- _Records provided_:
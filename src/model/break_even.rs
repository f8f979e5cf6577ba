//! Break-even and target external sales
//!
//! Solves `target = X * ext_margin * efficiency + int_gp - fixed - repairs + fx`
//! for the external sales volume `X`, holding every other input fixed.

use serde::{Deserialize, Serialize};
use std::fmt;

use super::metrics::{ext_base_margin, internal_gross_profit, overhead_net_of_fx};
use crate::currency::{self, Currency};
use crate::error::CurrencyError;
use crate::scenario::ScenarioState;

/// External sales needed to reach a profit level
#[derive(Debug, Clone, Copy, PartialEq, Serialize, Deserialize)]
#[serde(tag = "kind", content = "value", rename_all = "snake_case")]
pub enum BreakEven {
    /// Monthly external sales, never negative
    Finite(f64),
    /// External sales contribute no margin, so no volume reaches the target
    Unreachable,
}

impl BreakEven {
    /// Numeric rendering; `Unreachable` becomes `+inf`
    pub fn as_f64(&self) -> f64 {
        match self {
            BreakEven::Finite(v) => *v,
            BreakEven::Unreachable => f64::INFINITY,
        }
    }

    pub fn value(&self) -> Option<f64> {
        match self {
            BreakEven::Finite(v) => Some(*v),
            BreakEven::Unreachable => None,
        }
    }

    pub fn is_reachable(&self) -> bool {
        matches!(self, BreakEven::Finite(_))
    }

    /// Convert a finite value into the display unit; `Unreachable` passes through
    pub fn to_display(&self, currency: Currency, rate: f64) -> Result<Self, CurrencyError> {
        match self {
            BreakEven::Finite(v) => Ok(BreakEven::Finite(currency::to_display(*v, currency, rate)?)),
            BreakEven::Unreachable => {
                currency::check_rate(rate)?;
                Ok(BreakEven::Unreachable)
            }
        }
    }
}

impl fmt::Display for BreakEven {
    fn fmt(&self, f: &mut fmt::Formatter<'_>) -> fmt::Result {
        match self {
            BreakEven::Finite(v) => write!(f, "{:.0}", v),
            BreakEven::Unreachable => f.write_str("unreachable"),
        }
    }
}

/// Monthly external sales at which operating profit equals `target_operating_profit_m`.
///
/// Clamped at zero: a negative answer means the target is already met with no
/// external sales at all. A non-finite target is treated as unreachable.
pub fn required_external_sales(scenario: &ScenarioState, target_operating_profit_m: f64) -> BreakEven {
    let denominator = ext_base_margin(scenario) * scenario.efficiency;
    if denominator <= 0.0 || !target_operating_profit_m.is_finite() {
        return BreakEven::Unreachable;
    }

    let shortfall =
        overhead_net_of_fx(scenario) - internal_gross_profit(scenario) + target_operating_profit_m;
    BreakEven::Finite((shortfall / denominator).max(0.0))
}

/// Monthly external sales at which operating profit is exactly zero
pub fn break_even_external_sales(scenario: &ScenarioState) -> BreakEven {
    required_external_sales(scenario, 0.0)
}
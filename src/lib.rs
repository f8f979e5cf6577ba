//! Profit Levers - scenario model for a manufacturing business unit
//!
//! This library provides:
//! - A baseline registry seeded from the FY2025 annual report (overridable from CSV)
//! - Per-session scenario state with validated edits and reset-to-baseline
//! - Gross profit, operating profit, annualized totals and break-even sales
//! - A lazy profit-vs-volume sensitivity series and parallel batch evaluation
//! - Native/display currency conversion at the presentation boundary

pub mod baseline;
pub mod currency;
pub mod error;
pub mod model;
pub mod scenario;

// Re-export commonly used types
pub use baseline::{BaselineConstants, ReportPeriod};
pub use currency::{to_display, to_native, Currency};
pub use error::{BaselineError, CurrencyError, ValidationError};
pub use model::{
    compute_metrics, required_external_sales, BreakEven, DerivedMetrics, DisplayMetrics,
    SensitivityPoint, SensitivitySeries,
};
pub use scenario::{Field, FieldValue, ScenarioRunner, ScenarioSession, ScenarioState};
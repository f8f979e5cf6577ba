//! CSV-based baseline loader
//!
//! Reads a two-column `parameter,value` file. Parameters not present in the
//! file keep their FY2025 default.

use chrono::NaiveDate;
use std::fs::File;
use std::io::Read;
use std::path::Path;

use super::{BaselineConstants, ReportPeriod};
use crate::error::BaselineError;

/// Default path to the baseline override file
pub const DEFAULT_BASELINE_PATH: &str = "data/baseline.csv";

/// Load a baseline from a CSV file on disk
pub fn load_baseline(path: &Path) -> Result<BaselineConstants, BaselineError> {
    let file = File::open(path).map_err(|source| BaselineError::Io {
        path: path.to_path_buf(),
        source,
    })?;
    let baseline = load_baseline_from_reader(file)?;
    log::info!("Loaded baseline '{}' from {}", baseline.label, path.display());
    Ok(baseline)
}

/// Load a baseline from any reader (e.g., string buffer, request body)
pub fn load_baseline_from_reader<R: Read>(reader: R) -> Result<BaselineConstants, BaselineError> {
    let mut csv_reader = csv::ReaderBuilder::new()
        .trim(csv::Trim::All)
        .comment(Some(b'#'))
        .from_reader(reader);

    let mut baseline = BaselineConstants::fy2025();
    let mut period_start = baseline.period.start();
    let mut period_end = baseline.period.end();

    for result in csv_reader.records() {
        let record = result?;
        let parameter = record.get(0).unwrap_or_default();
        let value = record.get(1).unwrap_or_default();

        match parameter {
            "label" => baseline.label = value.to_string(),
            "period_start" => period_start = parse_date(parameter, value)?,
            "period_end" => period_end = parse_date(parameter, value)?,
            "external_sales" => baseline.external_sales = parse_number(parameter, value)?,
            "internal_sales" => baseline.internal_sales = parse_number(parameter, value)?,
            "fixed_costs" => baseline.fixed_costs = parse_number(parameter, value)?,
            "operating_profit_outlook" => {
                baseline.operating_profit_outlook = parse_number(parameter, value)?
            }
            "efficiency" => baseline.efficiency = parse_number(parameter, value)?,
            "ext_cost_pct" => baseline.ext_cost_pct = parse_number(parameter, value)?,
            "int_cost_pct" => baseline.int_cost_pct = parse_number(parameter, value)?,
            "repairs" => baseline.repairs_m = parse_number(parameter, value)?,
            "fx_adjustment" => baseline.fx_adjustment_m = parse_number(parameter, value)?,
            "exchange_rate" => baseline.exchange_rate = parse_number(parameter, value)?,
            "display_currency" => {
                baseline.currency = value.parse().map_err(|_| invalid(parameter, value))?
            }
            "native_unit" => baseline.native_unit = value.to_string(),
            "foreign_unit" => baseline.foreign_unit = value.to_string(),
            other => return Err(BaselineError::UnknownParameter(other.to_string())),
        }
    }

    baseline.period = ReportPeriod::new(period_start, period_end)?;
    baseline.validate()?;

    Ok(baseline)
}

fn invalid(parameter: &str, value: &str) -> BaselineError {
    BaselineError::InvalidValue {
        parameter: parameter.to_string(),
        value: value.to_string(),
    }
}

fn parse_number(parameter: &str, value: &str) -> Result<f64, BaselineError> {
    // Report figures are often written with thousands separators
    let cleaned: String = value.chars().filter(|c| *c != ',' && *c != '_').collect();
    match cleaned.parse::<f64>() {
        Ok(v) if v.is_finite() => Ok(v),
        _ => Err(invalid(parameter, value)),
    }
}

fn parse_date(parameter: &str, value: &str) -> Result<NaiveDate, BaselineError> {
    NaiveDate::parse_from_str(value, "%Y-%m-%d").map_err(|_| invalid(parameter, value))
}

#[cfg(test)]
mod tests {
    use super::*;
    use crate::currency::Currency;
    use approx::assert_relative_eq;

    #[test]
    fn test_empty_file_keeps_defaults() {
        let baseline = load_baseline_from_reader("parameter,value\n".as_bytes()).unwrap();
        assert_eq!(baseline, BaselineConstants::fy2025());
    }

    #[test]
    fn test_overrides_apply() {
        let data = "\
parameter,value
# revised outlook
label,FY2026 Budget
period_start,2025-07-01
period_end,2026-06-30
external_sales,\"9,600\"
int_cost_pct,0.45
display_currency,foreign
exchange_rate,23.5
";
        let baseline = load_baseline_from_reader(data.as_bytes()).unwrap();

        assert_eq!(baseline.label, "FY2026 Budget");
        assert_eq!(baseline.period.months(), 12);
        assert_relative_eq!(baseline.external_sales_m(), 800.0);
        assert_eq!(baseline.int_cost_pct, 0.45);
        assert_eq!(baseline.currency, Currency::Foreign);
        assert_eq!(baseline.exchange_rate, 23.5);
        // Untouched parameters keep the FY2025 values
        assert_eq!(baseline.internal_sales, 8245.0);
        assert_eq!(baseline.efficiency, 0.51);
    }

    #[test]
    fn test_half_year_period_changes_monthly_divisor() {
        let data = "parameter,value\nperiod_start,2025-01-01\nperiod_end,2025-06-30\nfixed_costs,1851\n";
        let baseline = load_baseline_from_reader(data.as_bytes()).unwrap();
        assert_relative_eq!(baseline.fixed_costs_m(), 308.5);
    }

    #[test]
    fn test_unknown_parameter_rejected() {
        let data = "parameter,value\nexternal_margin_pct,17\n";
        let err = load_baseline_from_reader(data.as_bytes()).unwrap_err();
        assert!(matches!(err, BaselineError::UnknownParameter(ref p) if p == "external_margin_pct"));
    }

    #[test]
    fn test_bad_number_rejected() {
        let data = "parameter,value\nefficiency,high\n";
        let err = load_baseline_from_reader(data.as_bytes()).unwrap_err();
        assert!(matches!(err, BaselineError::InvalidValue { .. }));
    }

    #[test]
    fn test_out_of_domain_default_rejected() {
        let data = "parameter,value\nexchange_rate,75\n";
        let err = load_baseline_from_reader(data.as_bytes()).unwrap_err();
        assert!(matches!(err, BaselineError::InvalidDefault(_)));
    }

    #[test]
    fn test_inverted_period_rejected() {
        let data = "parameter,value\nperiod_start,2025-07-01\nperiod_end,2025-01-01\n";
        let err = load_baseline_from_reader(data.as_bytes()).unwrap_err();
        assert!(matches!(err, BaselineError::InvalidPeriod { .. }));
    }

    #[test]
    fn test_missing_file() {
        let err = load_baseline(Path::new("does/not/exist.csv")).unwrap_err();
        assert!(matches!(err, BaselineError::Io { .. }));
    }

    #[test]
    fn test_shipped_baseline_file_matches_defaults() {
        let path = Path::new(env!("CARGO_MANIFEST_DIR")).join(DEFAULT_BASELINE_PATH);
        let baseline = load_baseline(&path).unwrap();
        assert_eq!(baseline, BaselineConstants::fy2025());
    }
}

* * *

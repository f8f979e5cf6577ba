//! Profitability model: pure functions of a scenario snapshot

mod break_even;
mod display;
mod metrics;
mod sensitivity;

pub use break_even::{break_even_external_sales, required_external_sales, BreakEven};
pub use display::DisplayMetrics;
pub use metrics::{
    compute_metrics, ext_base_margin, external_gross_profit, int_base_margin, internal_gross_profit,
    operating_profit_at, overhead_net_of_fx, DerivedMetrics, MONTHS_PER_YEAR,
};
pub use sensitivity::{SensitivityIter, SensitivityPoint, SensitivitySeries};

- _Exercise aim_: Say how many lines of the entries above hold the string "CurrencyError", and say nothing besides the number.

- _Solution to the exercise_: 3